HICKORY NUT GAP, N.C.On the old Drovers Road between Asheville and Charlotte stands Sherrill's Inn, now a stately private home and once a destination for travelers crossing the Blue Ridge. The inn (built in 1834 and open to to the public from 1850 to 1909) has old guestbooks that show former President Millard Fillmore stayed here in 1858 and future President Andrew Johnson in 1859.
|Sherrill's Inn dates back to 1834.|
Stoneman's largest brigade was commanded by Col. William Palmer, a Philadelphia Quaker. After the war, Palmer received the Medal of Honor for an 1864 battle in Alabama, built railroads across the West, became a major supporter of Hampton Institute to educate freed slaves, founded the city of Colorado Springs, and built an English Tudor-style castle called Glen Ayrie that is now home of a fine Christian organization I think he would have admired—the Navigators.
At this point, Palmer's 2,000 troops were acting as the rear guard for Stoneman's Raid. They were not in Asheville with the rest of the cavalry during the looting of April 26.
On April 27, they marched up the Hickory Nut Gorge past Chimney Rock and Hickory Nut Falls. Five weeks into one of the longest cavalry raids in history, the soldiers were mesmerized by the tranquility and beauty of the spring-green mountains.
Capt. Henry Weand of Norristown, Pa., wrote in his journal:
Our march today was through the grandest scenery we have looked on during our term of service. We went up through the Hickory Nut Gap in the mountains, along the Broad River up to its source. Towering above us, almost to the clouds, were the precipitous crags of the Hickory Mountains, and at High Falls the water drops 300 feet from the summit. It was so imposing that the usual chat of the riders was hushed, as they gazed with awe on the sight. As we rode along, we plucked the fragrant magnolia from the forest trees, and the wish of all was to stay longer with it, but that could not be done, and we went on up to the top, where plenty of forage was found.Just across the top of the gap is Sherrill's Inn, where Col. Palmer made his headquarters for the night. There is some reason to believe that it was here that he received a field promotion to general, signed by Lincoln himself on March 9, five weeks before he was assassinated. The brevet was timely, because on April 24 Stoneman ordered that Palmer take command of the raid, replacing Gen. A.C. Gillem.

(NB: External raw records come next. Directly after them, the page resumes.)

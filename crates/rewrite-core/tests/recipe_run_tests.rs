/*!
# Recipe Run Integration Tests

End-to-end runs of the scheduler through the public API.
*/

use std::sync::Arc;

use pretty_assertions::assert_eq;
use rewrite_core::text::{FindAndReplace, FindText};
use rewrite_core::{
    ChangeKind, CompositeRecipe, ExecutionContext, MarkerKind, NodeRecipe, Recipe, RecipeScheduler,
    RunState, SchedulerConfig, SourceFile, Tree, TreeVisitor, VisitResult,
};

mod boom {
    use rewrite_core::{trace, ExecutionContext, Recipe, RecipeFailure, Tree, TreeVisitor, VisitResult};

    /// Fails on every source it sees
    pub struct BoomRecipe;

    impl Recipe for BoomRecipe {
        fn name(&self) -> &str {
            "We go boom"
        }

        fn description(&self) -> &str {
            "Test recipe."
        }

        fn visitor(&self, _ctx: &ExecutionContext) -> VisitResult<Option<Box<dyn TreeVisitor + '_>>> {
            Ok(Some(Box::new(BoomVisitor)))
        }
    }

    pub struct BoomVisitor;

    impl BoomVisitor {
        fn visit_text(&self, _text: &Tree) -> VisitResult<Tree> {
            let _frame = trace::enter::<Self>("visit_text");
            Err(RecipeFailure::new("boom").into())
        }
    }

    impl TreeVisitor for BoomVisitor {
        fn visit(&self, tree: &Tree, _ctx: &ExecutionContext) -> VisitResult<Tree> {
            let _frame = trace::enter::<Self>("visit");
            self.visit_text(tree)
        }
    }
}

use boom::BoomRecipe;

fn recipes(list: Vec<Arc<dyn Recipe>>) -> Vec<Arc<dyn Recipe>> {
    list
}

fn replace(find: &str, with: &str) -> Arc<dyn Recipe> {
    Arc::new(FindAndReplace::new(find, with).expect("valid pattern"))
}

#[test]
fn exceptions_cause_result() -> anyhow::Result<()> {
    let ctx = ExecutionContext::new();
    let run = RecipeScheduler::default().run(
        &recipes(vec![Arc::new(BoomRecipe)]),
        vec![SourceFile::text("hello.txt", "hello")],
        &ctx,
    )?;

    let all = run.changeset.all_results();
    assert_eq!(all.len(), 1);
    let result = &all[0];
    assert_eq!(result.after.print(), "hello");
    assert_eq!(result.change, ChangeKind::Annotated);
    assert_eq!(run.changeset.results().len(), 1);

    let errors: Vec<_> = result
        .after
        .markers_deep()
        .into_iter()
        .filter(|marker| marker.kind == MarkerKind::Error)
        .collect();
    assert_eq!(errors.len(), 1);
    let error = errors[0];
    assert_eq!(error.message, "boom");
    assert_eq!(error.recipe.as_deref(), Some("We go boom"));

    let detail = error.detail.as_deref().expect("error detail");
    let lines: Vec<&str> = detail.lines().collect();
    assert!(lines.len() >= 2, "expected at least two frames, got {detail:?}");
    for line in &lines {
        assert!(line.contains("boom::BoomVisitor::"), "foreign frame in detail: {line}");
        assert!(!line.contains("rewrite_core"), "scheduler frame leaked: {line}");
    }
    assert_eq!(
        lines,
        vec![
            "recipe_run_tests::boom::BoomVisitor::visit_text",
            "recipe_run_tests::boom::BoomVisitor::visit",
        ]
    );
    Ok(())
}

#[test]
fn failures_repeat_without_piling_up_markers() -> anyhow::Result<()> {
    let ctx = ExecutionContext::new();
    let scheduler = RecipeScheduler::new(SchedulerConfig::default().max_cycles(5));
    let run = scheduler.run(
        &recipes(vec![Arc::new(BoomRecipe)]),
        vec![SourceFile::text("hello.txt", "hello")],
        &ctx,
    )?;

    // the marker lands in cycle 1 and is merely re-attached in cycle 2
    assert_eq!(run.state, RunState::Converged);
    assert_eq!(run.cycles, 2);
    let after = &run.changeset.all_results()[0].after;
    assert_eq!(after.markers_deep().len(), 1);
    assert_eq!(run.stats["We go boom"].errors, 2);
    Ok(())
}

#[test]
fn one_failure_does_not_abort_the_batch() -> anyhow::Result<()> {
    let ctx = ExecutionContext::new();
    let run = RecipeScheduler::default().run(
        &recipes(vec![Arc::new(BoomRecipe), replace("foo", "bar")]),
        vec![
            SourceFile::text("a.txt", "foo"),
            SourceFile::text("b.txt", "more foo"),
        ],
        &ctx,
    )?;

    for (path, expected) in [("a.txt", "bar"), ("b.txt", "more bar")] {
        let result = run.changeset.get(path).expect("result per source");
        assert_eq!(result.after.print(), expected);
        assert_eq!(result.change, ChangeKind::Modified);
        assert!(result.after.find_first(MarkerKind::Error).is_some());
    }
    assert_eq!(run.state, RunState::Converged);
    Ok(())
}

#[test]
fn replace_converges_on_second_cycle() -> anyhow::Result<()> {
    let ctx = ExecutionContext::new();
    let run = RecipeScheduler::default().run(
        &recipes(vec![replace("foo", "bar")]),
        vec![SourceFile::text("foo.txt", "foo")],
        &ctx,
    )?;

    assert_eq!(run.state, RunState::Converged);
    assert_eq!(run.cycles, 2);
    let result = &run.changeset.all_results()[0];
    assert_eq!(result.before.print(), "foo");
    assert_eq!(result.after.print(), "bar");
    assert!(result.new_markers.is_empty());
    assert_eq!(result.recipes_that_made_changes, vec!["Find and replace".to_string()]);
    assert_eq!(result.changed_paths().len(), 1);
    Ok(())
}

#[test]
fn converged_output_is_a_fixpoint() -> anyhow::Result<()> {
    let list = recipes(vec![
        replace("foo", "bar"),
        Arc::new(FindText::new("bar")?),
        Arc::new(BoomRecipe),
    ]);
    let scheduler = RecipeScheduler::default();
    let first = scheduler.run(&list, vec![SourceFile::text("a.txt", "foo")], &ExecutionContext::new())?;
    assert!(first.is_converged());

    let second = scheduler.run(&list, first.changeset.after_sources(), &ExecutionContext::new())?;
    assert_eq!(second.state, RunState::Converged);
    assert_eq!(second.cycles, 1);

    let before = &first.changeset.all_results()[0].after;
    let after = &second.changeset.all_results()[0].after;
    assert_eq!(after, before);
    assert_eq!(second.changeset.all_results()[0].change, ChangeKind::Unchanged);
    Ok(())
}

#[test]
fn composite_children_see_earlier_edits_in_the_same_cycle() -> anyhow::Result<()> {
    let chain = CompositeRecipe::new("Chain", "foo to bar to baz")
        .add_shared(replace("foo", "bar"))
        .add_shared(replace("bar", "baz"));
    let scheduler = RecipeScheduler::new(SchedulerConfig::default().max_cycles(1));
    let run = scheduler.run(
        &recipes(vec![Arc::new(chain)]),
        vec![SourceFile::text("a.txt", "foo")],
        &ExecutionContext::new(),
    )?;

    assert_eq!(run.changeset.all_results()[0].after.print(), "baz");
    Ok(())
}

#[test]
fn budget_of_one_cycle_stops_early() -> anyhow::Result<()> {
    // declared in the "wrong" order, so the second edit needs another cycle
    let list = recipes(vec![replace("bar", "baz"), replace("foo", "bar")]);
    let source = || vec![SourceFile::text("a.txt", "foo")];

    let short = RecipeScheduler::new(SchedulerConfig::default().max_cycles(1));
    let run = short.run(&list, source(), &ExecutionContext::new())?;
    assert_eq!(run.state, RunState::MaxCyclesReached);
    assert_eq!(run.cycles, 1);
    assert_eq!(run.changeset.all_results()[0].after.print(), "bar");

    let run = RecipeScheduler::default().run(&list, source(), &ExecutionContext::new())?;
    assert_eq!(run.state, RunState::Converged);
    assert_eq!(run.cycles, 3);
    assert_eq!(run.changeset.all_results()[0].after.print(), "baz");
    Ok(())
}

#[test]
fn results_preserve_input_order_and_hide_unchanged() -> anyhow::Result<()> {
    let sources = vec![
        SourceFile::text("1.txt", "foo"),
        SourceFile::text("2.txt", "nothing here"),
        SourceFile::text("3.txt", "foo foo"),
    ];
    let list = recipes(vec![replace("foo", "bar")]);

    let run = RecipeScheduler::default().run(&list, sources.clone(), &ExecutionContext::new())?;
    let visible: Vec<&str> = run.changeset.results().iter().map(|r| r.path.as_str()).collect();
    assert_eq!(visible, vec!["1.txt", "3.txt"]);

    let all = RecipeScheduler::new(SchedulerConfig::default().include_unchanged(true));
    let run = all.run(&list, sources, &ExecutionContext::new())?;
    let visible: Vec<&str> = run.changeset.results().iter().map(|r| r.path.as_str()).collect();
    assert_eq!(visible, vec!["1.txt", "2.txt", "3.txt"]);
    let untouched = run.changeset.get("2.txt").expect("unchanged source");
    assert!(untouched.after.ptr_eq(&untouched.before));
    Ok(())
}

struct RecordVisits;

struct RecordVisitor;

impl TreeVisitor for RecordVisitor {
    fn visit(&self, tree: &Tree, ctx: &ExecutionContext) -> VisitResult<Tree> {
        ctx.append_message("visited", format!("{}@{}", tree.print(), ctx.cycle()))?;
        Ok(tree.clone())
    }
}

impl Recipe for RecordVisits {
    fn name(&self) -> &str {
        "Record visits"
    }

    fn description(&self) -> &str {
        "Writes one message per visit."
    }

    fn visitor(&self, _ctx: &ExecutionContext) -> VisitResult<Option<Box<dyn TreeVisitor + '_>>> {
        Ok(Some(Box::new(RecordVisitor)))
    }
}

#[test]
fn parallel_sources_share_the_message_sink() -> anyhow::Result<()> {
    let sources: Vec<SourceFile> = (0..64)
        .map(|i| SourceFile::text(format!("{i}.txt"), i.to_string()))
        .collect();
    let ctx = ExecutionContext::new();
    let run = RecipeScheduler::default().run(&recipes(vec![Arc::new(RecordVisits)]), sources, &ctx)?;

    assert_eq!(run.state, RunState::Converged);
    let mut visited: Vec<String> = ctx.get_message("visited").expect("visits recorded");
    visited.sort();
    let mut expected: Vec<String> = (0..64).map(|i| format!("{i}@1")).collect();
    expected.sort();
    assert_eq!(visited, expected);
    Ok(())
}

fn is_text(tree: &Tree) -> bool {
    tree.is_text()
}

#[test]
fn node_recipes_can_read_the_current_cycle() -> anyhow::Result<()> {
    let stamp = NodeRecipe::new("Stamp", "Append the first cycle number", is_text, |node, ctx| {
        let text = node.value().unwrap_or_default();
        if text.contains('#') {
            Ok(node.clone())
        } else {
            Ok(node.with_value(format!("{text}#{}", ctx.cycle())))
        }
    });
    let run = RecipeScheduler::default().run(
        &recipes(vec![Arc::new(stamp)]),
        vec![SourceFile::text("a.txt", "v")],
        &ExecutionContext::new(),
    )?;

    assert_eq!(run.changeset.all_results()[0].after.print(), "v#1");
    Ok(())
}

#[test]
fn summaries_are_json_ready() -> anyhow::Result<()> {
    let run = RecipeScheduler::default().run(
        &recipes(vec![Arc::new(BoomRecipe)]),
        vec![SourceFile::text("hello.txt", "hello")],
        &ExecutionContext::new(),
    )?;

    let json = serde_json::to_value(run.changeset.all_results()[0].summary())?;
    assert_eq!(json["path"], "hello.txt");
    assert_eq!(json["change"], "annotated");
    assert_eq!(json["markers"][0]["message"], "boom");
    assert_eq!(json["markers"][0]["kind"], "error");
    Ok(())
}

Some say that Sherrill's Inn was part of the Underground Railroad, helping emancipated slaves and escaped Federal prisoners as they fled north across the mountains. If so, Col. Palmer might have felt welcome.
Not all the hospitality was whole-hearted, however. According to Sherrill family traditions, one of the women who was cooking eggs for the soldiers emptied her shoes (or shook off her stockings) over the frying pan and declared, "Those Yankees can eat the dust off my feet and think it's pepper!"
Palmer may have been still savoring his peppered eggs when he received orders to pursue Jefferson Davis, who had been seen heading south from Charlotte, just 100 miles away. On April 28, Palmer's cavalry rode back down through the gorge past Chimney Rock in a race to capture the fugitive Confederate president.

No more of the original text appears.